Your task — Only lines containing "SessionPool" belong in the answer, each copied from the entries below.

** Opening Data to process block **

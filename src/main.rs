// Portal courier daemon
//
// Connects to the WhatsApp bridge, routes chats through the conversation
// state machine and drives one Chrome session per logged-in conversation.
// Stops cleanly on Ctrl-C, closing every browser it opened.

use anyhow::{Context, Result};
use std::sync::Arc;
use tokio::sync::mpsc;
use tokio_util::sync::CancellationToken;
use tracing::info;
use tracing_subscriber::EnvFilter;

use portal_courier::conversation::ConversationMachine;
use portal_courier::dispatch::Dispatcher;
use portal_courier::gateway::{BridgeGateway, MessagingGateway};
use portal_courier::session::{SessionPool, SessionRegistry};
use portal_courier::workflow::WorkflowEngine;
use portal_courier::{ChromeDriver, config_path, load_yaml_config};

const INBOUND_QUEUE: usize = 256;

#[tokio::main]
async fn main() -> Result<()> {
    tracing_subscriber::fmt()
        .with_env_filter(EnvFilter::try_from_default_env().unwrap_or_else(|_| EnvFilter::new("info")))
        .init();

    let path = config_path();
    let config = load_yaml_config(&path)
        .with_context(|| format!("Failed to load config from {}", path.display()))?;
    info!(
        config = %path.display(),
        portal = %config.portal.base_url,
        max_sessions = config.sessions.max_live_sessions,
        "Starting portal courier"
    );

    let shutdown = CancellationToken::new();
    let (inbound_tx, inbound_rx) = mpsc::channel(INBOUND_QUEUE);

    let gateway = BridgeGateway::new(config.gateway.clone(), inbound_tx);
    let gateway_task = tokio::spawn(Arc::clone(&gateway).run(shutdown.clone()));

    let driver = ChromeDriver::new(config.browser.clone(), config.timeouts.clone());
    let engine = Arc::new(WorkflowEngine::new(
        driver.clone(),
        SessionPool::new(config.sessions.max_live_sessions),
        config.portal.base_url.clone(),
        config.timeouts.capture_window(),
    ));

    let registry = SessionRegistry::new(config.sessions.idle_timeout());
    let reaper = registry.spawn_reaper(config.sessions.sweep_interval(), shutdown.clone());

    let machine = Arc::new(ConversationMachine::new(
        Arc::clone(&registry),
        engine,
        gateway as Arc<dyn MessagingGateway>,
        Arc::new(config.workflows.clone()),
    ));
    let dispatcher = Dispatcher::new(machine, config.sessions.worker_idle());
    let dispatcher_task = tokio::spawn(dispatcher.run(inbound_rx, shutdown.clone()));

    tokio::signal::ctrl_c()
        .await
        .context("Failed to listen for Ctrl-C")?;
    info!("Shutdown requested");

    shutdown.cancel();
    registry.abort_all();
    dispatcher_task.await.context("Dispatcher task panicked")?;
    registry.shutdown().await;
    reaper.await.context("Reaper task panicked")?;
    gateway_task.await.context("Gateway task panicked")?;

    info!(browsers_launched = driver.launches(), "Portal courier stopped");
    Ok(())
}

** Closing Data to process block **

Expected answer —
use portal_courier::session::{SessionPool, SessionRegistry};
        SessionPool::new(config.sessions.max_live_sessions),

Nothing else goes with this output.